Intel Ponte Vecchio and Xe HPC Architecture: Built for Big Data

Intel has released a lot of new information during Intel Architecture Day 2021, you can check our other articles to learn more Alder Lake CPU, Sapphire Rapids, Arc Alchemist GPU, And more. The last one is particularly relevant to what we will discuss here, namely Intel’s Ponte Vecchio and Xe HPC architecture. It is huge.Starting from the beginning: this is Lots of, Especially in the largest configuration where eight GPUs work together. The upcoming Aurora supercomputer will use Sapphire Rapids and Ponte Vecchio to become the first exascale supercomputer in the United States. There are good reasons for the Department of Energy to choose to use Intel’s upcoming hardware.

(Image source: Intel)

Like the Xe HPG built for games, the basic building blocks of Xe HPC also start from the Xe core. There are still 8 vector engines and 8 matrix engines in Xe-core, but this Xe-core is essentially different from Xe HPG. The vector engine uses 512-bit registers (for 64-bit floating point), and the XMX matrix engine has been expanded to 4096-bit data blocks. This is twice the potential performance of the vector engine, and the FP16 throughput on the matrix engine has increased four times. L1 Cache The size and load/storage bandwidth are also increased for use by the engine.

(Image source: Intel)

In addition to being larger, Xe HPC also supports other data types. Xe HPG MXM is only available for FP16 and BF16 data, but Xe HPC also supports TF32 (Tensor Float 32), which has become popular in the machine learning community. The vector engine also adds support for FP64 data, although the rate is the same as FP32 data.
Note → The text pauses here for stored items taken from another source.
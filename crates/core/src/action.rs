//! Action types for the deterministic state machine.

use crate::{ConsensusMessage, TimerId};
use favo_types::{Block, BlockNumber, Hash, PublicKey, Round};
use std::time::Duration;

/// Actions the state machine wants to perform.
///
/// Actions are **commands** - they describe something to do.
/// The runner executes actions and may convert results back into events.
#[derive(Debug, Clone)]
pub enum Action {
    // ═══════════════════════════════════════════════════════════════════════
    // Network
    // ═══════════════════════════════════════════════════════════════════════
    /// Broadcast a message to every other validator.
    ///
    /// The sender handles its own copy directly; runners do not loop it back.
    Broadcast { message: ConsensusMessage },

    // ═══════════════════════════════════════════════════════════════════════
    // Timers
    // ═══════════════════════════════════════════════════════════════════════
    /// Set a timer to fire after a duration. Replaces any timer with the same id.
    SetTimer { id: TimerId, duration: Duration },

    /// Cancel a previously set timer.
    CancelTimer { id: TimerId },

    // ═══════════════════════════════════════════════════════════════════════
    // Delegated Work (async, returns callback event)
    // ═══════════════════════════════════════════════════════════════════════
    /// Verify a message signature.
    ///
    /// Delegated to a blocking pool in production, instant in simulation.
    /// Returns `Event::MessageVerified` when complete.
    VerifyMessage {
        /// The message to verify.
        message: ConsensusMessage,
        /// Public key of the sender (pre-resolved by the state machine).
        public_key: PublicKey,
        /// The bytes the signature must cover.
        signing_message: Vec<u8>,
    },

    /// Select transactions and apply them on top of the parent state.
    ///
    /// Returns `Event::TransactionsApplied` when complete. Never retried.
    ApplyTransactions {
        height: BlockNumber,
        round: Round,
        parent_state_root: Hash,
        max_transactions: usize,
    },

    // ═══════════════════════════════════════════════════════════════════════
    // Storage
    // ═══════════════════════════════════════════════════════════════════════
    /// Append a finalized, sealed block to the chain.
    PersistBlock { block: Block },

    // ═══════════════════════════════════════════════════════════════════════
    // Notifications
    // ═══════════════════════════════════════════════════════════════════════
    /// Emit a finalized block for external observers.
    EmitFinalizedBlock { block: Block },

    /// Consensus participation stopped. Emitted once; the node ignores
    /// every event afterwards.
    Halt { reason: String },
}

impl Action {
    /// Check if this action is delegated work (returns a callback event).
    pub fn is_delegated(&self) -> bool {
        matches!(
            self,
            Action::VerifyMessage { .. } | Action::ApplyTransactions { .. }
        )
    }

    /// Check if this is a storage write action.
    pub fn is_storage_write(&self) -> bool {
        matches!(self, Action::PersistBlock { .. })
    }

    /// Get the action type name for telemetry.
    pub fn type_name(&self) -> &'static str {
        match self {
            Action::Broadcast { .. } => "Broadcast",
            Action::SetTimer { .. } => "SetTimer",
            Action::CancelTimer { .. } => "CancelTimer",
            Action::VerifyMessage { .. } => "VerifyMessage",
            Action::ApplyTransactions { .. } => "ApplyTransactions",
            Action::PersistBlock { .. } => "PersistBlock",
            Action::EmitFinalizedBlock { .. } => "EmitFinalizedBlock",
            Action::Halt { .. } => "Halt",
        }
    }
}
Each Xe core has eight vector engines, and the total potential throughput of a single Xe core is 256 FP64 or FP32 operations, or 512 FP16 operations on the vector engine. For the matrix engine, each Xe core can perform 4096 FP16 or BF16 operations per clock, 8192 INT8 operations per clock, or 2048 TF32 operations per clock. But of course, Ponte Vecchio has more than one Xe-core.

(Image source: Intel)

Xe HPC combines 16 Xe core units into a slice, while consumer-grade Xe HPG only has 8 units at most.The interesting point here is that unlike Nvidia’s GA100 architecture, Xe HPC includes Ray tracing Unit (RTU). We don’t know how fast RTU is relative to Nvidia’s RT core, but for professional ray tracing applications, this is a huge potential performance improvement.